Shallow Promotions and Slimmer Assortments

Another notable trend is shallower promotions and narrower product assortments, as brands feel the weight of shrinking margins and inventory pullbacks. “Brands feeling margin pressure have already adjusted their promotional plans and inventory purchases,” BCG writes, meaning consumers will see less broad-based discounting and more focus on top-performing products. According to BCG, brands will need full visibility in their inventory positions and on trade-offs between volume and margin to build successful holiday pricing, promo and marketing plans.

Strategies for De-Risking the Holidays

BCG recommends a three-pronged approach for retailers determined to “de-risk” the holiday season:

  1. Reshape the Plan to Demand:
    Quickly reevaluate and reset sales targets, product mix, promotions, and marketing budgets. Align hero items, prioritize early wins, and prepare to redistribute resources as the season unfolds. 
  2. Execute with Excellence:
    Set up a command center for agile, cross-functional decision-making—monitoring sales, margin, and inventory in real time, and rapidly adjusting tactics to seize demand or respond to slowdowns. 
  3. Tune and Scale with Agility:
    With plans in place, move swiftly to execute product flows, promos, and marketing across all channels (especially physical stores and mobile). Test, measure, and iterate based on daily performance—not just week-over-week. 
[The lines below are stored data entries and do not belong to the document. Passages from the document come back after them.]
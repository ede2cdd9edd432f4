use super::appointment_dto::{
    AppointmentSummary, AvatarResponse, CreateAppointmentRequest, ProviderSummary,
};
use super::appointment_models::Appointment;
use super::appointment_repository::{AppointmentListRow, AppointmentRepository};
use crate::error::{AppError, Result};
use crate::locale::format_booking_date;
use crate::notification::notification_repository::NotificationRepository;
use crate::state::Config;
use crate::user::user_repository::UserRepository;
use chrono::{DateTime, Duration, DurationRound, NaiveDateTime, Utc};
use std::sync::Arc;

/// Parses the create payload's date. Accepts RFC 3339 as well as a bare
/// `YYYY-MM-DDTHH:MM:SS` (read as UTC).
fn parse_iso_date(value: &str) -> Option<DateTime<Utc>> {
    if let Ok(date) = DateTime::parse_from_rfc3339(value) {
        return Some(date.with_timezone(&Utc));
    }
    value
        .parse::<NaiveDateTime>()
        .ok()
        .map(|naive| naive.and_utc())
}

/// Truncates a date-time down to the start of its containing hour.
fn start_of_hour(date: DateTime<Utc>) -> DateTime<Utc> {
    date.duration_trunc(Duration::hours(1)).unwrap_or(date)
}

/// Cancellation is only permitted while more than two hours remain
/// before the scheduled slot.
fn within_cancellation_cutoff(date: DateTime<Utc>, now: DateTime<Utc>) -> bool {
    date - Duration::hours(2) < now
}

/// A user may not book themselves as a provider.
fn ensure_not_self_booking(provider_id: i64, user_id: i64) -> Result<()> {
    if provider_id == user_id {
        return Err(AppError::Unauthorized(
            "You can not create appointments for you".to_string(),
        ));
    }
    Ok(())
}

/// The truncated slot must not lie strictly before the current time.
fn ensure_future_slot(hour_start: DateTime<Utc>, now: DateTime<Utc>) -> Result<()> {
    if hour_start < now {
        return Err(AppError::BadRequest(
            "Past date is not permitted".to_string(),
        ));
    }
    Ok(())
}

fn ensure_cancelable(appointment: &Appointment, user_id: i64, now: DateTime<Utc>) -> Result<()> {
    if appointment.user_id != user_id {
        return Err(AppError::Unauthorized(
            "You don't have permission to cancel this appointment.".to_string(),
        ));
    }
    if appointment.is_canceled() {
        return Err(AppError::BadRequest(
            "Appointment is already canceled".to_string(),
        ));
    }
    if within_cancellation_cutoff(appointment.date, now) {
        return Err(AppError::Unauthorized(
            "You can only cancel appointments 2 hours in advance.".to_string(),
        ));
    }
    Ok(())
}

/// Service layer for the appointment business rules.
#[derive(Clone)]
pub struct AppointmentService {
    appointments: AppointmentRepository,
    users: UserRepository,
    notifications: NotificationRepository,
    config: Arc<Config>,
}

impl AppointmentService {
    pub fn new(
        appointments: AppointmentRepository,
        users: UserRepository,
        notifications: NotificationRepository,
        config: Arc<Config>,
    ) -> Self {
        Self {
            appointments,
            users,
            notifications,
            config,
        }
    }

    pub async fn list_appointments(
        &self,
        user_id: i64,
        page: u32,
    ) -> Result<Vec<AppointmentSummary>> {
        let rows = self.appointments.find_page_by_user(user_id, page).await?;
        Ok(rows
            .into_iter()
            .map(|row| self.to_summary(row))
            .collect())
    }

    pub async fn create_appointment(
        &self,
        user_id: i64,
        payload: CreateAppointmentRequest,
    ) -> Result<Appointment> {
        let date = parse_iso_date(&payload.date)
            .ok_or_else(|| AppError::Validation("Validation fails".to_string()))?;

        ensure_not_self_booking(payload.provider_id, user_id)?;

        let provider = self
            .users
            .find_provider_by_id(payload.provider_id)
            .await?
            .ok_or_else(|| {
                AppError::Unauthorized(
                    "You can only create appointments with providers".to_string(),
                )
            })?;

        let hour_start = start_of_hour(date);

        ensure_future_slot(hour_start, Utc::now())?;

        // Fast-path check; the partial unique index closes the race with a
        // concurrent create for the same slot.
        if self
            .appointments
            .find_active_by_slot(payload.provider_id, hour_start)
            .await?
            .is_some()
        {
            return Err(AppError::BadRequest(
                "Appointment date is not available".to_string(),
            ));
        }

        let appointment = self
            .appointments
            .create(user_id, payload.provider_id, hour_start)
            .await?;

        self.notify_provider(&appointment, provider.id).await;

        Ok(appointment)
    }

    pub async fn cancel_appointment(&self, user_id: i64, appointment_id: i64) -> Result<Appointment> {
        let appointment = self
            .appointments
            .find_by_id(appointment_id)
            .await?
            .ok_or_else(|| AppError::NotFound("Appointment not found".to_string()))?;

        ensure_cancelable(&appointment, user_id, Utc::now())?;

        self.appointments.cancel(appointment.id, Utc::now()).await
    }

    /// Best-effort: a failed notification write is logged and never fails
    /// the booking that triggered it.
    async fn notify_provider(&self, appointment: &Appointment, provider_id: i64) {
        let result = async {
            let requester = self
                .users
                .find_by_id(appointment.user_id)
                .await?
                .ok_or(AppError::InternalError)?;

            let formatted = format_booking_date(appointment.date, self.config.locale);
            let content = format!("New booking from {} for {}", requester.name, formatted);

            self.notifications.create(provider_id, &content).await
        }
        .await;

        if let Err(e) = result {
            tracing::warn!(
                appointment_id = appointment.id,
                "Failed to record booking notification: {:?}",
                e
            );
        }
    }

    fn to_summary(&self, row: AppointmentListRow) -> AppointmentSummary {
        let avatar = match (row.avatar_id, row.avatar_path) {
            (Some(id), Some(path)) => Some(AvatarResponse {
                id,
                url: format!("{}/files/{}", self.config.app_url, path),
                path,
            }),
            _ => None,
        };

        AppointmentSummary {
            id: row.id,
            date: row.date,
            provider: ProviderSummary {
                id: row.provider_id,
                name: row.provider_name,
                avatar,
            },
        }
    }
}

#[cfg(test)]
mod tests {
    use super::*;
    use chrono::TimeZone;

    fn appointment_at(date: DateTime<Utc>, user_id: i64) -> Appointment {
        Appointment {
            id: 1,
            user_id,
            provider_id: 9,
            date,
            canceled_at: None,
            created_at: date,
            updated_at: date,
        }
    }

    #[test]
    fn truncates_to_start_of_hour() {
        let date = Utc.with_ymd_and_hms(2024, 1, 1, 10, 47, 13).unwrap();
        let expected = Utc.with_ymd_and_hms(2024, 1, 1, 10, 0, 0).unwrap();
        assert_eq!(start_of_hour(date), expected);
    }

    #[test]
    fn truncation_is_idempotent() {
        let exact = Utc.with_ymd_and_hms(2024, 1, 1, 10, 0, 0).unwrap();
        let late = Utc.with_ymd_and_hms(2024, 1, 1, 10, 47, 0).unwrap();
        assert_eq!(start_of_hour(exact), exact);
        assert_eq!(start_of_hour(late), start_of_hour(exact));
    }

    #[test]
    fn parses_rfc3339_and_naive_dates() {
        assert_eq!(
            parse_iso_date("2025-03-01T14:30:00Z"),
            Some(Utc.with_ymd_and_hms(2025, 3, 1, 14, 30, 0).unwrap())
        );
        assert_eq!(
            parse_iso_date("2025-03-01T14:30:00"),
            Some(Utc.with_ymd_and_hms(2025, 3, 1, 14, 30, 0).unwrap())
        );
        assert_eq!(
            parse_iso_date("2025-03-01T11:30:00-03:00"),
            Some(Utc.with_ymd_and_hms(2025, 3, 1, 14, 30, 0).unwrap())
        );
        assert_eq!(parse_iso_date("yesterday"), None);
        assert_eq!(parse_iso_date(""), None);
    }

    #[test]
    fn rejects_booking_yourself_regardless_of_date() {
        let err = ensure_not_self_booking(3, 3).unwrap_err();
        assert!(matches!(err, AppError::Unauthorized(_)));
    }

    #[test]
    fn allows_booking_a_distinct_provider() {
        assert!(ensure_not_self_booking(9, 3).is_ok());
    }

    #[test]
    fn rejects_past_slot() {
        let now = Utc.with_ymd_and_hms(2025, 3, 1, 10, 30, 0).unwrap();
        let slot = Utc.with_ymd_and_hms(2025, 3, 1, 9, 0, 0).unwrap();
        let err = ensure_future_slot(slot, now).unwrap_err();
        assert!(matches!(err, AppError::BadRequest(_)));
    }

    #[test]
    fn rejects_slot_truncated_into_the_past() {
        // 10:47 truncates to 10:00, which is behind a 10:30 clock.
        let now = Utc.with_ymd_and_hms(2025, 3, 1, 10, 30, 0).unwrap();
        let requested = Utc.with_ymd_and_hms(2025, 3, 1, 10, 47, 0).unwrap();
        let err = ensure_future_slot(start_of_hour(requested), now).unwrap_err();
        assert!(matches!(err, AppError::BadRequest(_)));
    }

    #[test]
    fn allows_future_slot() {
        let now = Utc.with_ymd_and_hms(2025, 3, 1, 10, 30, 0).unwrap();
        let slot = Utc.with_ymd_and_hms(2025, 3, 1, 14, 0, 0).unwrap();
        assert!(ensure_future_slot(slot, now).is_ok());
    }

    #[test]
    fn allows_slot_starting_exactly_now() {
        // Only strictly-past slots are rejected.
        let now = Utc.with_ymd_and_hms(2025, 3, 1, 10, 0, 0).unwrap();
        assert!(ensure_future_slot(now, now).is_ok());
    }

    #[test]
    fn cutoff_rejects_within_two_hours() {
        let now = Utc.with_ymd_and_hms(2025, 3, 1, 13, 0, 0).unwrap();
        let slot = Utc.with_ymd_and_hms(2025, 3, 1, 14, 0, 0).unwrap();
        assert!(within_cancellation_cutoff(slot, now));
    }

    #[test]
    fn cutoff_allows_more_than_two_hours_ahead() {
        let now = Utc.with_ymd_and_hms(2025, 3, 1, 11, 0, 0).unwrap();
        let slot = Utc.with_ymd_and_hms(2025, 3, 1, 14, 0, 0).unwrap();
        assert!(!within_cancellation_cutoff(slot, now));
    }

    #[test]
    fn cancel_rejects_non_owner_regardless_of_timing() {
        let now = Utc.with_ymd_and_hms(2025, 3, 1, 8, 0, 0).unwrap();
        let slot = Utc.with_ymd_and_hms(2025, 3, 1, 14, 0, 0).unwrap();
        let appointment = appointment_at(slot, 3);
        let err = ensure_cancelable(&appointment, 4, now).unwrap_err();
        assert!(matches!(err, AppError::Unauthorized(_)));
    }

    #[test]
    fn cancel_rejects_already_canceled() {
        let now = Utc.with_ymd_and_hms(2025, 3, 1, 8, 0, 0).unwrap();
        let slot = Utc.with_ymd_and_hms(2025, 3, 1, 14, 0, 0).unwrap();
        let mut appointment = appointment_at(slot, 3);
        appointment.canceled_at = Some(now);
        let err = ensure_cancelable(&appointment, 3, now).unwrap_err();
        assert!(matches!(err, AppError::BadRequest(_)));
    }

    #[test]
    fn cancel_rejects_inside_cutoff_window() {
        let now = Utc.with_ymd_and_hms(2025, 3, 1, 12, 30, 0).unwrap();
        let slot = Utc.with_ymd_and_hms(2025, 3, 1, 14, 0, 0).unwrap();
        let appointment = appointment_at(slot, 3);
        let err = ensure_cancelable(&appointment, 3, now).unwrap_err();
        assert!(matches!(err, AppError::Unauthorized(_)));
    }

    #[test]
    fn cancel_allows_owner_outside_cutoff() {
        let now = Utc.with_ymd_and_hms(2025, 3, 1, 11, 0, 0).unwrap();
        let slot = Utc.with_ymd_and_hms(2025, 3, 1, 14, 0, 0).unwrap();
        let appointment = appointment_at(slot, 3);
        assert!(ensure_cancelable(&appointment, 3, now).is_ok());
    }
}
Case Study: Acceleration in Action

BCG cites a client case where redesigning the holiday promo calendar and repositioning marketing led to a 7% boost in incremental revenue—a fivefold return on investment—by prioritizing weekday and early season sales moments, maximizing coordinated communications, and running a war-room style command center across all sales and marketing functions.

Final Thoughts

With tariffs, narrow promos, and omnichannel complexity at their highest in years, retailers in 2025 must act early, be bold, and leverage AI-driven agility to adapt to an economy where every promotional moment and inventory decision counts. As BCG concludes, “With a mindset oriented toward early action along with a commitment to excellence and agility in execution, retailers can celebrate wins in the months ahead.”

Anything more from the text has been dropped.